── Entries provided ──
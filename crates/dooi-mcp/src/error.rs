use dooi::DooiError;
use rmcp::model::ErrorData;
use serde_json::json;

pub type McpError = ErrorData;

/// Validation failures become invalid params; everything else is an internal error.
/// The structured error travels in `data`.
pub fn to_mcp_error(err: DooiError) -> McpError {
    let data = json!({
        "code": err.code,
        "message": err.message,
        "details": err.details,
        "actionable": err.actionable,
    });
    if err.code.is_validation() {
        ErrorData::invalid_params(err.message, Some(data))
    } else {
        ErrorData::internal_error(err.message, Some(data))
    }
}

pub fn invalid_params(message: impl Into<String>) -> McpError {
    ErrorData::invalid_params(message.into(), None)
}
───
◆ Task directions
Your answer must be a single number: the count of lines in the records above that contain "DooiError".

◆ Response area
2